## [Task objective]
Note how many lines in the entries contain the string "ResultCollector", then give that number and nothing else.

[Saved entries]
◆ ◆ ◆ ◆ ◆

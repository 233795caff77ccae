//! Suite orchestration
//!
//! One run: load definitions, interpret each into a unit, schedule the units,
//! then build the report from the collected results.

use chrono::Utc;
use rand::Rng;
use std::path::{Path, PathBuf};
use std::sync::Arc;
use thiserror::Error;
use tokio::sync::mpsc::UnboundedSender;
use tracing::{info, info_span, warn, Instrument};

use crate::config::EngineConfig;
use crate::executor::{CancelHandle, ProgressEvent, ResultCollector, Scheduler};
use crate::interpreter::{InterpretError, Interpreter};
use crate::lifecycle::TestUnit;
use crate::loader::{DefinitionSource, FileLoader, LoadError};
use crate::models::{SuiteResult, TestSuite};
use crate::report::{ReportError, SuiteReport};
use crate::utils::{format_duration, Timer};

/// Errors that abort a run or its reporting
#[derive(Error, Debug)]
pub enum EngineError {
    #[error(transparent)]
    Load(#[from] LoadError),

    #[error(transparent)]
    Report(#[from] ReportError),

    #[error("Failed to write {path}: {source}")]
    Io {
        path: PathBuf,
        #[source]
        source: std::io::Error,
    },
}

/// A definition the interpreter refused
#[derive(Clone, Debug)]
pub struct Rejection {
    pub id: String,
    pub name: String,
    pub error: InterpretError,
}

/// Everything one run produced
#[derive(Clone, Debug)]
pub struct SuiteRun {
    pub run_id: String,
    pub suite_name: Option<String>,
    pub summary: SuiteResult,
    pub report: SuiteReport,
    pub rejections: Vec<Rejection>,
}

/// Loader -> Interpreter -> Scheduler -> Collector -> Report
///
/// Runs on one engine must not overlap; the collector is cleared at the
/// start of each run.
pub struct ExecutionEngine {
    config: EngineConfig,
    interpreter: Interpreter,
    collector: Arc<ResultCollector>,
    cancel: CancelHandle,
    events: Option<UnboundedSender<ProgressEvent>>,
}

impl ExecutionEngine {
    pub fn new(config: EngineConfig, interpreter: Interpreter) -> Self {
        Self {
            config,
            interpreter,
            collector: Arc::new(ResultCollector::new()),
            cancel: CancelHandle::new(),
            events: None,
        }
    }

    /// Engine backed by the simulated bench
    pub fn simulated(config: EngineConfig) -> Self {
        let interpreter = Interpreter::simulated(config.retry);
        Self::new(config, interpreter)
    }

    pub fn with_events(mut self, tx: UnboundedSender<ProgressEvent>) -> Self {
        self.events = Some(tx);
        self
    }

    /// Stops dispatch of the current run; in-flight tests finish
    pub fn cancel_handle(&self) -> CancelHandle {
        self.cancel.clone()
    }

    pub fn config(&self) -> &EngineConfig {
        &self.config
    }

    pub fn interpreter(&self) -> &Interpreter {
        &self.interpreter
    }

    pub async fn run(&self, source: &dyn DefinitionSource) -> Result<SuiteRun, EngineError> {
        let run_id = generate_run_id();
        let span = info_span!("suite", run_id = %run_id);
        self.execute(run_id, source).instrument(span).await
    }

    pub async fn run_file(&self, path: impl AsRef<Path>) -> Result<SuiteRun, EngineError> {
        self.run(&FileLoader::new(path.as_ref())).await
    }

    async fn execute(
        &self,
        run_id: String,
        source: &dyn DefinitionSource,
    ) -> Result<SuiteRun, EngineError> {
        let timer = Timer::start("suite run");
        info!("Loading definitions from {}", source.describe());
        let suite = source.load()?;

        self.collector.clear().await;
        self.cancel.reset();

        let (units, rejections) = self.interpret(&suite);
        let scheduler = self.scheduler();
        let summary = scheduler
            .run(units, &self.collector)
            .await
            .with_rejected(rejections.len());

        let results = self.collector.get_all().await;
        let report = SuiteReport::from_results(&results);

        info!(
            "{} finished in {}: {}",
            suite.name.as_deref().unwrap_or("Suite"),
            format_duration(timer.elapsed()),
            summary
        );

        Ok(SuiteRun {
            run_id,
            suite_name: suite.name,
            summary,
            report,
            rejections,
        })
    }

    fn interpret(&self, suite: &TestSuite) -> (Vec<Box<dyn TestUnit>>, Vec<Rejection>) {
        let mut units = Vec::with_capacity(suite.tests.len());
        let mut rejections = Vec::new();

        for def in &suite.tests {
            match self.interpreter.interpret(def) {
                Ok(unit) => units.push(unit),
                Err(error) => {
                    warn!("Skipping {}: {}", def.id, error);
                    rejections.push(Rejection {
                        id: def.id.clone(),
                        name: def.name.clone(),
                        error,
                    });
                }
            }
        }

        (units, rejections)
    }

    fn scheduler(&self) -> Scheduler {
        let scheduler = Scheduler::new(self.config.execution_mode())
            .stop_on_failure(self.config.stop_on_failure)
            .with_cancel_handle(self.cancel.clone());

        match &self.events {
            Some(tx) => scheduler.with_events(tx.clone()),
            None => scheduler,
        }
    }

    /// Write the structured artifact for a finished run
    pub fn write_report(run: &SuiteRun, path: impl AsRef<Path>) -> Result<(), EngineError> {
        let path = path.as_ref();
        let content = run.report.to_artifact(path)?;
        let io_err = |source| EngineError::Io {
            path: path.to_path_buf(),
            source,
        };

        if let Some(parent) = path.parent().filter(|p| !p.as_os_str().is_empty()) {
            std::fs::create_dir_all(parent).map_err(io_err)?;
        }
        std::fs::write(path, content).map_err(io_err)?;

        info!("Report written to {}", path.display());
        Ok(())
    }
}

/// `suite.json` -> `suite.report.json`
pub fn default_report_path(definitions: &Path) -> PathBuf {
    definitions.with_extension("report.json")
}

fn generate_run_id() -> String {
    let timestamp = Utc::now().format("%Y%m%d_%H%M%S");
    let random: u32 = rand::rng().random_range(0..10000);
    format!("{timestamp}_{random:04}")
}
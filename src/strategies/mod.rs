//! Simulated bench strategies
//!
//! Real measurement code is supplied by the embedding system through the
//! [`Strategy`](crate::lifecycle::Strategy) trait. These stand-ins generate
//! plausible readings so suites can be exercised without hardware.

mod simulated;

pub use simulated::{SimulatedCommunication, SimulatedSupply};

◆ ◆ ◆ ◆ ◆

## [Response to the task]
3